I have a question. It has been too many years since I have seen a set true chuck and I never had to disassemble one. When you speak of clearance, such as .010", that means you can move the chuck .005" in any direction?

Yes


Also, the set screws for adjusting the chuck, should they be flat on the end that goes against the chuck?

Most definitely! You don't want anything like a cup point digging into your backplate, if you do you'll risk raising a burr & not be able to remove the chuck from the adapter if the raised burr is larger than the mating clearance. The set screws aren't for holding, they're just for adjustment.

Normally the set screws are in the chuck & contact the adapter. I'm not sure how you are making your adjustable ER40, by the way you described, sounds like you are making it so the ER40 chuck fits inside the adapter & the set screws are on the adapter.
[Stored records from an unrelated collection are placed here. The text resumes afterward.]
//! Real functions of one variable: the [`Function`] trait and a
//! piecewise-linear interpolant with selectable extrapolation.
//!
//! # Example
//!
//! ```
//! use numkit::{Extrapolation, Function, PiecewiseLinear};
//!
//! let f = PiecewiseLinear::new(
//!     vec![0.0, 1.0, 3.0],
//!     vec![0.0, 2.0, 1.0],
//!     Extrapolation::Constant,
//! )
//! .unwrap();
//! assert_eq!(f.eval(0.5), 1.0);
//! assert_eq!(f.eval(2.0), 1.5);
//! assert_eq!(f.eval(10.0), 1.0);
//! assert_eq!(f.eval_many(&[-1.0, 1.0]), vec![0.0, 2.0]);
//! ```


use alloc::vec::Vec;

use crate::array;
use crate::dimension::{check_min_len, check_same_len, check_strictly_ascending, Result};
use crate::traits::FloatScalar;

/// A real-valued function of one real variable.
pub trait Function<T: FloatScalar> {
    /// Value at `x`.
    fn eval(&self, x: T) -> T;

    /// Values at every point of `xs`.
    fn eval_many(&self, xs: &[T]) -> Vec<T> {
        array::map(xs, |x| self.eval(x))
    }
}

/// What a [`PiecewiseLinear`] returns outside its knot range.
#[derive(Debug, Clone, Copy, PartialEq, Default)]
pub enum Extrapolation<T> {
    /// NaN.
    #[default]
    Nan,
    /// The value at the nearest end knot.
    Constant,
    /// Extend the first or last segment.
    Linear,
    /// A fixed value.
    Fill(T),
}

/// Piecewise-linear interpolant through strictly ascending knots.
#[derive(Debug, Clone, PartialEq)]
pub struct PiecewiseLinear<T> {
    xs: Vec<T>,
    ys: Vec<T>,
    extrapolation: Extrapolation<T>,
}

impl<T: FloatScalar> PiecewiseLinear<T> {
    /// Construct from knots `(xs[i], ys[i])`.
    ///
    /// Requires equal lengths, at least two knots and strictly increasing
    /// `xs`. Errors are
    /// [`LengthMismatch`](crate::DimensionError::LengthMismatch),
    /// [`TooShort`](crate::DimensionError::TooShort) and
    /// [`NotAscending`](crate::DimensionError::NotAscending) respectively.
    pub fn new(xs: Vec<T>, ys: Vec<T>, extrapolation: Extrapolation<T>) -> Result<Self> {
        check_same_len(&xs, &ys)?;
        check_min_len(&xs, 2)?;
        check_strictly_ascending(&xs)?;
        Ok(Self {
            xs,
            ys,
            extrapolation,
        })
    }

    /// The same knots with a different extrapolation strategy.
    pub fn with_extrapolation(self, extrapolation: Extrapolation<T>) -> Self {
        Self {
            extrapolation,
            ..self
        }
    }

    /// The knot x-values.
    pub fn xs(&self) -> &[T] {
        &self.xs
    }

    /// The knot y-values.
    pub fn ys(&self) -> &[T] {
        &self.ys
    }

    /// The extrapolation strategy.
    pub fn extrapolation(&self) -> Extrapolation<T> {
        self.extrapolation
    }

    /// Knot range `(x_first, x_last)`.
    pub fn domain(&self) -> (T, T) {
        (self.xs[0], self.xs[self.xs.len() - 1])
    }

    /// Linear interpolation on segment `i`, extended beyond its ends.
    fn on_segment(&self, i: usize, x: T) -> T {
        let (x0, x1) = (self.xs[i], self.xs[i + 1]);
        let (y0, y1) = (self.ys[i], self.ys[i + 1]);
        y0 + (x - x0) / (x1 - x0) * (y1 - y0)
    }

    fn segment(&self, x: T) -> usize {
        // at least two knots, so an interval always exists
        array::find_interval(&self.xs, x).unwrap_or(0)
    }
}

impl<T: FloatScalar> Function<T> for PiecewiseLinear<T> {
    fn eval(&self, x: T) -> T {
        if x.is_nan() {
            return x;
        }
        let n = self.xs.len();
        let (lo, hi) = self.domain();
        if x >= lo && x <= hi {
            // exact at knots, including the right end
            if x == hi {
                return self.ys[n - 1];
            }
            return self.on_segment(self.segment(x), x);
        }
        match self.extrapolation {
            Extrapolation::Nan => T::nan(),
            Extrapolation::Constant if x < lo => self.ys[0],
            Extrapolation::Constant => self.ys[n - 1],
            Extrapolation::Linear => self.on_segment(self.segment(x), x),
            Extrapolation::Fill(v) => v,
        }
    }
}
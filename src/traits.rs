use core::fmt::{Debug, Display};
use num_traits::{Float, Num, NumCast, One, Zero};

/// Trait for types that can be stored in the arrays of this crate.
///
/// Blanket-implemented for all types satisfying the bounds.
/// Covers `f32`, `f64`, and all integer types.
pub trait Scalar: Copy + PartialEq + Debug + Zero + One + Num {}

impl<T: Copy + PartialEq + Debug + Zero + One + Num> Scalar for T {}

/// Trait for real floating-point elements (`f32`, `f64`).
///
/// Required by everything that needs `sqrt`, `sin`, `abs`, etc.: the complex
/// type, the array maps and reductions, polynomials and piecewise functions.
pub trait FloatScalar: Scalar + Float + Display {
    /// Convert an `f64` constant into `Self`.
    ///
    /// Conversions that cannot be represented give NaN rather than panicking.
    #[inline]
    fn lit(v: f64) -> Self {
        <Self as NumCast>::from(v).unwrap_or_else(Self::nan)
    }

    /// Convert a length, count or index into `Self`.
    #[inline]
    fn from_len(n: usize) -> Self {
        <Self as NumCast>::from(n).unwrap_or_else(Self::nan)
    }
}

impl<T: Scalar + Float + Display> FloatScalar for T {}

#[cfg(test)]
mod tests {
    use super::*;

    #[test]
    fn lit_and_from_len() {
        assert_eq!(f64::lit(0.25), 0.25);
        assert_eq!(f32::lit(1.5), 1.5_f32);
        assert_eq!(f64::from_len(7), 7.0);
    }
}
No matter, same difference.


I am building a set true ER 40 collet chuck. I was thinking about using 1/4" set screws. They should be large enough aren't they?

1/4" would be fine. ER40 collet chucks are very light. Even if you are converting one to an adjustable/Set-Tru type, I doubt it would weigh as much as an adjustable scroll chuck.

To give you an idea. My 6.3" Bison Set-Tru chucks use M18 set screws for adjustment & they weigh 21-25lbs. M18 is roughly .70" & they use M18 all the way up to their 25" chucks. The 6.0" Gator Tru-Adjust 3 jaw chuck I used to have weighed just under 20 lbs & it had M12 screws.

On my 5" D1-4 ER40 chuck that I made a Tap-Tru, I've never had it bump out of true having no adjustment set screws. IMO you can't really take heavy of enough cuts for just over 1" dia max to be able to knock it out of true. The mounting bolts on the face has plenty of enough holding power.

In case you don't know what I meant by Tap-Tru, the register on my adapter is slightly smaller than the ER40 platea. I just lightly snug the mounting bolts, tap the chuck true, then tighten up the mounting bolts. Plain & simple. Here's a pic I took of my ER40 plate when I finished mounting it. You can tell it doesn't weight much at all. And if you are making yours so the chuck sits inside the adapter, might want to add holes for a tommy bar. Comes in real handy if you don't have a spindle lock on your lathe. The style ER40 plate I got already had the 3 holes for the tommy bar. Lucky for me the size of the tommy bar fits perfectly on my super spacer as well so I only had to make one tommy bar.


img_9141-jpg.166335


img_9113-jpg.166334
 
Yes




Most definitely! You don't want anything like a cup point digging into your backplate, if you do you'll risk raising a burr & not be able to remove the chuck from the adapter if the raised burr is larger than the mating clearance. The set screws aren't for holding, they're just for adjustment.

Normally the set screws are in the chuck & contact the adapter. I'm not sure how you are making your adjustable ER40, by the way you described, sounds like you are making it so the ER40 chuck fits inside the adapter & the set screws are on the adapter. No matter, same difference.




1/4" would be fine. ER40 collet chucks are very light. Even if you are converting one to an adjustable/Set-Tru type, I doubt it would weigh as much as an adjustable scroll chuck.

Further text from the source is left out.